日差しの強い時間を避け、比較的涼しい朝夕を選ぶだけでも、犬の負担は変わりやすくなります。
また、地面は思った以上に熱を持ちやすいため、歩く前に飼い主が足元の熱さを確かめると安心です。
長く歩くより、短めに切り上げて途中で休むほうが、夏場は無理をさせにくいでしょう。
| 見直したい点 | 意識したいこと |
|---|---|
| 散歩の時間 | 朝夕の涼しい時間を選ぶ |
| 休憩の取り方 | 日陰でこまめに立ち止まる |
| 足元の確認 | 地面の熱さを事前に確かめる |
水分補給を促す工夫と食事まわりでできる夏のサポート
暑い時期は、自然に水を飲みやすい環境を作ることが役立ちます。
水飲み場を一か所だけでなく複数にすると、飲むきっかけが増えやすくなります。
器を清潔に保ち、新しい水にこまめに替えることも続けやすい工夫です。
食事まわりでは、食べる場所を涼しく整え、落ち着いて食べられる時間にするだけでも違いが出ます。
- 水飲み場を複数用意する
- ぬるくなった水は早めに替える
- 食事は暑さのやわらぐ時間に合わせる
暑い日に見守りたい様子と、無理をさせないための家庭での心がけ
夏は、いつもより愛犬の様子をこまめに見ることが大切です。
動きたがらない、いつもの場所で休まない、水を飲みたがる回数が変わるなど、ちょっとした変化が過ごしにくさのサインになることがあります。

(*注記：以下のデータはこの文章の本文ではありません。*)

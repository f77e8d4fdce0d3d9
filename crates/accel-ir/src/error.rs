//! Error types for the IR.

/// Errors found while validating a function.
#[derive(Debug, thiserror::Error)]
pub enum IrError {
    /// A handle index is out of bounds for its arena.
    #[error("{arena} handle index {index} out of bounds (arena size: {size})")]
    BadHandle {
        arena: &'static str,
        index: usize,
        size: usize,
    },

    /// The buffer map names a parameter the function does not declare.
    #[error("buffer map entry '{0}' is not a function parameter")]
    UnboundParam(String),
}
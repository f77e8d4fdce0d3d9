//! Locating a named block and reading the loops around it.

use accel_ir::{Buffer, Expression, Handle, PrimFunc, Statement, Var, find_path};

use crate::error::OffloadError;
use crate::match_spec::MatchSpec;

/// One loop level around a matched block.
#[derive(Clone, Debug, PartialEq)]
pub struct LoopDescriptor {
    pub var: String,
    pub start: i64,
    pub extent: i64,
    /// The `For` statement of this level.
    pub stmt: Handle<Statement>,
}

/// The loops enclosing a block, outermost first.
#[derive(Clone, Debug, Default, PartialEq)]
pub struct LoopNest {
    pub loops: Vec<LoopDescriptor>,
}

impl LoopNest {
    pub fn depth(&self) -> usize {
        self.loops.len()
    }

    /// Returns the loop bound to `key` by `spec`.
    pub fn get(&self, spec: &MatchSpec, key: &str) -> Result<&LoopDescriptor, OffloadError> {
        spec.loop_position(key)
            .and_then(|pos| self.loops.get(pos))
            .ok_or_else(|| OffloadError::MissingLoopKey(key.into()))
    }

    /// Extents of the loops named by `spec.arg_keys`, in key order.
    pub fn arg_extents(&self, spec: &MatchSpec) -> Result<Vec<i64>, OffloadError> {
        spec.arg_keys
            .iter()
            .map(|key| self.get(spec, key).map(|l| l.extent))
            .collect()
    }

    /// Product of all extents.
    pub fn element_count(&self) -> Result<i64, OffloadError> {
        self.loops
            .iter()
            .try_fold(1i64, |acc, l| acc.checked_mul(l.extent))
            .ok_or_else(|| OffloadError::ElementCountOverflow {
                extents: self.loops.iter().map(|l| l.extent).collect(),
            })
    }
}

/// A buffer-map entry, in call-argument order.
#[derive(Clone, Debug, PartialEq)]
pub struct BufferBinding {
    pub param: String,
    pub buffer: Handle<Buffer>,
    /// The buffer's data pointer; this is what the extern call receives.
    pub data: Var,
}

fn is_block_named(name: &str) -> impl Fn(&Statement) -> bool + '_ {
    move |stmt: &Statement| matches!(stmt, Statement::Block { name: n, .. } if n == name)
}

/// Returns `true` if `func` contains a block called `name`.
pub fn find_block(func: &PrimFunc, name: &str) -> bool {
    find_path(&func.statements, func.body, &is_block_named(name)).is_some()
}

/// Reads the loops between block `name` and its nearest enclosing block (or
/// the function root).
///
/// With `expected` set, the number of loops must match exactly.
pub fn extract_loop_nest(
    func: &PrimFunc,
    name: &str,
    expected: Option<usize>,
) -> Result<LoopNest, OffloadError> {
    let path = find_path(&func.statements, func.body, &is_block_named(name))
        .ok_or_else(|| OffloadError::BlockNotFound(name.into()))?;

    let mut loops = Vec::new();
    // The last entry is the block itself.
    for &handle in path[..path.len() - 1].iter().rev() {
        match &func.statements[handle] {
            Statement::For {
                var, min, extent, ..
            } => {
                let literal = |h: Handle<Expression>, field: &'static str| {
                    func.expressions[h]
                        .as_int()
                        .ok_or_else(|| OffloadError::NonLiteral {
                            var: var.name.clone(),
                            field,
                        })
                };
                loops.push(LoopDescriptor {
                    var: var.name.clone(),
                    start: literal(*min, "start")?,
                    extent: literal(*extent, "extent")?,
                    stmt: handle,
                });
            }
            Statement::Block { .. } => break,
            _ => {}
        }
    }
    loops.reverse();

    if let Some(expected) = expected
        && loops.len() != expected
    {
        return Err(OffloadError::LoopCount {
            block: name.into(),
            expected,
            found: loops.len(),
        });
    }
    log::debug!(
        "block '{name}' in '{}': {} loop(s) [{}]",
        func.name,
        loops.len(),
        loops
            .iter()
            .map(|l| format!("{}:{}", l.var, l.extent))
            .collect::<Vec<_>>()
            .join(", ")
    );
    Ok(LoopNest { loops })
}

/// Returns the function's buffer bindings in buffer-map order.
pub fn buffer_bindings(func: &PrimFunc) -> Result<Vec<BufferBinding>, OffloadError> {
    func.buffer_map
        .iter()
        .map(|(param, handle)| {
            let buffer = func
                .buffers
                .try_get(*handle)
                .ok_or_else(|| OffloadError::UnboundBuffer(param.clone()))?;
            Ok(BufferBinding {
                param: param.clone(),
                buffer: *handle,
                data: buffer.data.clone(),
            })
        })
        .collect()
}

#[cfg(test)]
mod tests {
    use super::*;
    use accel_ir::DataType;

    fn dense(loops: &[(&str, i64, i64)]) -> PrimFunc {
        let mut f = PrimFunc::new("dense");
        f.add_param_buffer("p0", Buffer::new("A", DataType::INT8, vec![1, 16]));
        f.add_param_buffer("p1", Buffer::new("B", DataType::INT8, vec![8, 16]));
        let out = f.add_param_buffer("p2", Buffer::new("T_matmul_NT", DataType::INT32, vec![1, 8]));
        let zero = f.int(0);
        let store = f.store(out, vec![zero, zero], zero);
        let block = f.block("T_matmul_NT", store);
        let nest = f.loop_nest(loops, block);
        f.with_body(nest)
    }

    #[test]
    fn nest_outermost_first() {
        let f = dense(&[("i0", 0, 1), ("i1", 0, 8), ("k", 0, 16)]);
        assert!(find_block(&f, "T_matmul_NT"));
        assert!(!find_block(&f, "conv2d_nchw"));
        let nest = extract_loop_nest(&f, "T_matmul_NT", Some(3)).unwrap();
        let extents: Vec<_> = nest.loops.iter().map(|l| l.extent).collect();
        assert_eq!(extents, [1, 8, 16]);
        assert_eq!(nest.loops[0].stmt, f.body);
        assert_eq!(nest.element_count().unwrap(), 128);
    }

    #[test]
    fn wrong_depth_is_a_mismatch() {
        let f = dense(&[("i1", 0, 8), ("k", 0, 16)]);
        let err = extract_loop_nest(&f, "T_matmul_NT", Some(3)).unwrap_err();
        assert!(matches!(
            err,
            OffloadError::LoopCount {
                expected: 3,
                found: 2,
                ..
            }
        ));
        assert_eq!(extract_loop_nest(&f, "T_matmul_NT", None).unwrap().depth(), 2);
    }

    #[test]
    fn nest_stops_at_enclosing_block() {
        let mut f = PrimFunc::new("k");
        let out = f.add_param_buffer("p0", Buffer::new("C", DataType::INT32, vec![4]));
        let zero = f.int(0);
        let store = f.store(out, vec![zero], zero);
        let inner = f.block("compute", store);
        let inner_loop = f.serial_loop("j", 0, 4, inner);
        let root = f.block("root", inner_loop);
        let outer = f.serial_loop("i", 0, 2, root);
        let f = f.with_body(outer);
        let nest = extract_loop_nest(&f, "compute", None).unwrap();
        assert_eq!(nest.depth(), 1);
        assert_eq!(nest.loops[0].var, "j");
    }

    #[test]
    fn symbolic_extent_is_rejected() {
        let mut f = dense(&[("i0", 0, 1)]);
        let n = f.append_expr(Expression::Var(Var::new("n", DataType::INT32)));
        let zero = f.int(0);
        let body = f.body;
        let for_ = f.append_stmt(Statement::For {
            var: Var::new("outer", DataType::INT32),
            min: zero,
            extent: n,
            kind: Default::default(),
            body,
        });
        let f = f.with_body(for_);
        let err = extract_loop_nest(&f, "T_matmul_NT", None).unwrap_err();
        assert!(matches!(err, OffloadError::NonLiteral { field: "extent", .. }));
    }

    #[test]
    fn arg_extents_in_key_order() {
        let spec = crate::shapes::vanilla_dense();
        let f = dense(&[("i0", 0, 1), ("i1", 0, 8), ("k", 0, 16)]);
        let nest = extract_loop_nest(&f, "T_matmul_NT", Some(3)).unwrap();
        // ilen, olen, hidden
        assert_eq!(nest.arg_extents(&spec).unwrap(), [16, 8, 1]);
    }

    #[test]
    fn bindings_follow_buffer_map() {
        let f = dense(&[("i0", 0, 1)]);
        let names: Vec<_> = buffer_bindings(&f)
            .unwrap()
            .into_iter()
            .map(|b| b.data.name)
            .collect();
        assert_eq!(names, ["A", "B", "T_matmul_NT"]);
    }
}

そんな時は、遊びや散歩を無理に続けず、涼しい場所で落ち着けるようにしましょう。
暑さ対策グッズは便利ですが、毎日の見守りと組み合わせてこそ活かしやすくなります。
愛犬のペースを大切にしながら、無理のない夏支度を続けていきたいですね。
まとめ

犬の暑さ対策グッズは、ただ冷たければよいというものではありません。
体を冷やすもの、居場所を整えるもの、外出時の負担を減らすものを分けて考えると、愛犬に合う選択がしやすくなります。
また、年齢や体格、毛量、性格によって使いやすいグッズは変わります。
特にシニア犬には、冷たさの強さだけでなく、無理なく使える形かどうかを見ることが大切です。
室内では、ひんやり寝具とエアコン、サーキュレーター、遮熱対策を組み合わせることで、より過ごしやすい環境を作りやすくなります。
外出時は、身につける冷感グッズに加えて、水分補給用品や移動方法まで含めて準備しておくと安心です。
さらに、暑さ対策グッズだけに頼らず、散歩の時間帯や休憩の取り方、日々の見守りも合わせて見直すことで、夏の負担を減らしやすくなります。
この記事のポイントをまとめます。
- 犬の暑さ対策グッズは「体を冷やす・居場所を整える・外出を工夫する」の3つで考えると選びやすい
- 室内では、ひんやりマット・冷感ベッド・アルミプレートなどを、空調や日差し対策と併用するのが効果的
- 散歩や外出では、クールネックやクールベストに加え、給水ボトルや折りたたみボウルが役立つ
- グッズ選びでは、サイズ、素材、お手入れのしやすさ、愛犬の性格や年齢との相性を確認することが大切
- 夏を快適に過ごすには、グッズだけでなく、散歩の時間帯、水分補給、日々の様子の見守りも合わせて意識したい
愛犬にぴったりの暑さ対策は、特別に難しいものではありません。
毎日の暮らしの中で使いやすいものを少しずつ取り入れるだけでも、夏の過ごしやすさは変わってきます。
無理なく続けられる方法を選びながら、今年の夏も愛犬と穏やかに過ごしていきましょう。